You said it. You also said this: "then yes that means most of them are not good people, by definition."

So you're conceding that crossing the border illegally doesn't perclude (sic) a person from being a "good person" (by your own relativistic definition of "good person") and yet without any other specific knowledge of the people crossing the border, you're stating that "most of them" are not "good people?" Where's the rationale in that?


Yes, generally those who commit illegal acts are not good people (note your insistence on refusing to say “crossing the border illegally”). Admittedly it is a general statement. We tend to use general statements in language. Perhaps there is some good criminals out there. But if you need evidence, make your way to the nearest prison and try making friends.

What I see is you holding different people and different cultures to a lesser standard than you would your own. That’s what I mean by relativism.


Exactly what percentage of a group must be unduly disparaged to cross the threshold into dehumanization in your book? He didn't say "all" — that part is true — but he did say that "some" were "good people" and while the detonation of some is essentially "an unspecified part of a whole" there is a popular connotation for "some" implying a number that is certainly inconsistent with "most." In fact, in this usage, the obvious implication was that most (illegal immigrants from Mexico) arenot "good people" (only "some") which I'll also note is in line with your own statement, "most are not good people, by definition.

Not only is Donald Trump at the very least as guilty as Bill Maher of dehumanizing people, Bill Maher's brand of dehumanzing is far less severe by societal standards.

In other words, which is worse? To label people as "fact-free racist rednecks" or as "drug-dealing rapists?"


Maher didn’t append his claim with “and some are probably good people”. For one, Maher could not point to a single one of those fact-free racist rednecks, though I’m sure if he looked hard enough he might find one. Nonetheless, he just made the claim. Trump consistently refers to the story of the 64 year old woman raped and her face beaten in with a hammer by an illegal who had already been deported, and also cites the Government Office of Accountability Criminal Alien Statistics, cites his discussions with border patrol etc. Whether right or wrong, Trump isn’t deriving his conclusions from his some sort of prejudices, while Maher is.

There is some obvious hyperbole at work in Trump’s statements, a common technique in politics, but once again, we shouldn’t have to teach adults about figures of speech.


Who is really doing the "virtue signalling" here? Using the term is itself a form of "virtue signalling."

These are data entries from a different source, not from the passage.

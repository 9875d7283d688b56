use bitcoin::secp256k1::PublicKey;
use common::api::UserPk;
use common::enclave::Measurement;
use serde::{Deserialize, Serialize};

use crate::types::{EnclaveId, InstanceId, Port};

/// Query parameter struct for fetching with no data attached
///
/// Is defined with {} otherwise serde_qs vomits
#[derive(Serialize)]
pub struct EmptyData {}

/// Query parameter struct for fetching by user pk
#[derive(Serialize)]
pub struct GetByUserPk {
    pub user_pk: UserPk,
}

/// Query parameter struct for fetching by user pk and measurement
#[derive(Serialize)]
pub struct GetByUserPkAndMeasurement {
    pub user_pk: UserPk,
    pub measurement: Measurement,
}

/// Query parameter struct for fetching by instance id
#[derive(Serialize)]
pub struct GetByInstanceId {
    pub instance_id: InstanceId,
}

#[derive(Serialize, Deserialize)]
pub struct Node {
    pub node_pk: PublicKey,
    pub user_pk: UserPk,
}

#[derive(Serialize, Deserialize)]
pub struct Instance {
    pub id: InstanceId,
    pub measurement: Measurement,
    pub node_pk: PublicKey,
}

#[derive(Serialize, Deserialize)]
pub struct Enclave {
    pub id: EnclaveId,
    pub seed: Vec<u8>,
    pub instance_id: InstanceId,
}

#[derive(Serialize, Deserialize)]
pub struct NodeInstanceEnclave {
    pub node: Node,
    pub instance: Instance,
    pub enclave: Enclave,
}

#[derive(Clone, Debug, Serialize, Deserialize)]
pub struct UserPort {
    pub user_pk: UserPk,
    pub port: Port,
}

Why would the raw crime figures be a useful measure? If a society has 1,000 members and 8 rapes and another has 10,000 members and 16 rapes, in which society would you think a woman was less likely to be raped? A far more useful measure would be rate of occurrence.

Do illegal immigrants rape or murder Americans at higher or lower rates than American citizens rape or murder Americans? In all the reading I've done on the subject, all reports and analyes (sic) I've encountered conlude (sic) that the rates are in fact lower save for horrendously flawed analyes (sic) of 2 GAO Criminal Alien Statistics reports that are frequently presented by anti-immigration organizations, far-right media sources, and a handful of GOP politicians, most notably Representative Steve King of Iowa.


I do not suspect that illegal immigrants rape at a more or less rate than other human beings, just that a disproportionate amount of criminals are coming through the border illegally, and that includes rapists. The argument always has been that if those criminals were not allowed through he border so easily, they wouldn’t have committed the crimes they ended up committing.


The question I'm left with is why you're so much more concerned with the words of a comedian which have far less influence and import than the words of a man who could be President?


I am not more concerned with the words of Maher over Trump, and nowhere did I state that. It was merely an example I used. I am saying the specter of violence revolves around the media and not Trump, for the exact same reasons I gave in the OP.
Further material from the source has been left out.